Every line of the material below that holds the string "HashMap" should be copied.

##############################

//! Stats persistence
//!
//! The ledger does not own a file format; it hands a player's full event list
//! to a store and takes one back.

use std::collections::HashMap;
use std::path::{Path, PathBuf};
use tracing::{debug, warn};

use super::ledger::StatEvent;
use crate::error::StoreError;

/// Load/save of a player's complete stat event list
pub trait StatsStore {
    fn load(&self, player_id: &str) -> Result<Vec<StatEvent>, StoreError>;
    fn save(&mut self, player_id: &str, events: &[StatEvent]) -> Result<(), StoreError>;
}

/// Keeps event lists in memory, for tests and hosts that persist elsewhere
#[derive(Debug, Default)]
pub struct MemoryStatsStore {
    players: HashMap<String, Vec<StatEvent>>,
}

impl MemoryStatsStore {
    pub fn new() -> Self {
        Self::default()
    }
}

impl StatsStore for MemoryStatsStore {
    fn load(&self, player_id: &str) -> Result<Vec<StatEvent>, StoreError> {
        Ok(self.players.get(player_id).cloned().unwrap_or_default())
    }

    fn save(&mut self, player_id: &str, events: &[StatEvent]) -> Result<(), StoreError> {
        self.players.insert(player_id.to_string(), events.to_vec());
        Ok(())
    }
}

/// One JSON file per player inside a directory
#[derive(Debug, Clone)]
pub struct JsonFileStatsStore {
    dir: PathBuf,
}

impl JsonFileStatsStore {
    pub fn new(dir: &Path) -> Self {
        Self {
            dir: dir.to_path_buf(),
        }
    }

    /// Player IDs are hex-encoded so distinct IDs never share a file, even on
    /// case-insensitive file systems.
    fn path_for(&self, player_id: &str) -> PathBuf {
        self.dir
            .join(format!("stats_{}.json", hex::encode(player_id.as_bytes())))
    }
}

impl StatsStore for JsonFileStatsStore {
    fn load(&self, player_id: &str) -> Result<Vec<StatEvent>, StoreError> {
        let path = self.path_for(player_id);
        if !path.exists() {
            warn!("No stats file for player {} at {:?}", player_id, path);
            return Ok(Vec::new());
        }

        let content = std::fs::read_to_string(&path)?;
        let events: Vec<StatEvent> = serde_json::from_str(&content)?;
        debug!("Read {} stat events from {:?}", events.len(), path);
        Ok(events)
    }

    fn save(&mut self, player_id: &str, events: &[StatEvent]) -> Result<(), StoreError> {
        std::fs::create_dir_all(&self.dir)?;
        let path = self.path_for(player_id);
        let json = serde_json::to_string_pretty(events)?;
        std::fs::write(&path, json)?;
        debug!("Wrote {} stat events to {:?}", events.len(), path);
        Ok(())
    }
}

#[cfg(test)]
mod tests {
    use super::*;
    use crate::stats::ledger::StatKind;
    use chrono::{TimeZone, Utc};
    use tempfile::TempDir;

    fn sample_events() -> Vec<StatEvent> {
        let ts = Utc.timestamp_opt(1_700_000_000, 0).unwrap();
        vec![
            StatEvent::new("ownerA.FetchWood", StatKind::Accepted, ts, "1"),
            StatEvent::new("ownerA.FetchWood", StatKind::Completed, ts, "1"),
        ]
    }

    #[test]
    fn test_json_store_save_and_load() {
        let temp_dir = TempDir::new().unwrap();
        let mut store = JsonFileStatsStore::new(&temp_dir.path().join("stats"));

        store.save("1", &sample_events()).unwrap();
        assert_eq!(store.load("1").unwrap(), sample_events());
        assert!(store.load("2").unwrap().is_empty());
    }

    #[test]
    fn test_json_store_stays_in_directory() {
        let temp_dir = TempDir::new().unwrap();
        let store = JsonFileStatsStore::new(temp_dir.path());
        let path = store.path_for("../evil");
        assert_eq!(path.parent(), Some(temp_dir.path()));
    }

    #[test]
    fn test_json_store_keeps_similar_ids_apart() {
        let temp_dir = TempDir::new().unwrap();
        let mut store = JsonFileStatsStore::new(temp_dir.path());
        let ts = Utc.timestamp_opt(1_700_000_000, 0).unwrap();

        let dotted = vec![StatEvent::new("ownerA.FetchWood", StatKind::Accepted, ts, "a.b")];
        let underscored = vec![StatEvent::new("ownerA.FetchWood", StatKind::Removed, ts, "a_b")];
        store.save("a.b", &dotted).unwrap();
        store.save("a_b", &underscored).unwrap();
        store.save("A.B", &[]).unwrap();

        assert_eq!(store.load("a.b").unwrap(), dotted);
        assert_eq!(store.load("a_b").unwrap(), underscored);
        for id in ["a.b", "a_b", "a/b", "a b", "A.B"] {
            for other in ["a.b", "a_b", "a/b", "a b", "A.B"] {
                if id != other {
                    let (a, b) = (store.path_for(id), store.path_for(other));
                    assert_ne!(a.to_string_lossy().to_lowercase(), b.to_string_lossy().to_lowercase());
                }
            }
        }
    }

    #[test]
    fn test_json_store_reports_corrupt_file() {
        let temp_dir = TempDir::new().unwrap();
        let store = JsonFileStatsStore::new(temp_dir.path());
        std::fs::write(store.path_for("1"), "not json").unwrap();
        assert!(matches!(store.load("1"), Err(StoreError::Json(_))));
    }

    #[test]
    fn test_memory_store() {
        let mut store = MemoryStatsStore::new();
        store.save("1", &sample_events()).unwrap();
        assert_eq!(store.load("1").unwrap().len(), 2);
        assert!(store.load("2").unwrap().is_empty());
    }
}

##############################

## ANSWER TO THE EXERCISE
use std::collections::HashMap;
    players: HashMap<String, Vec<StatEvent>>,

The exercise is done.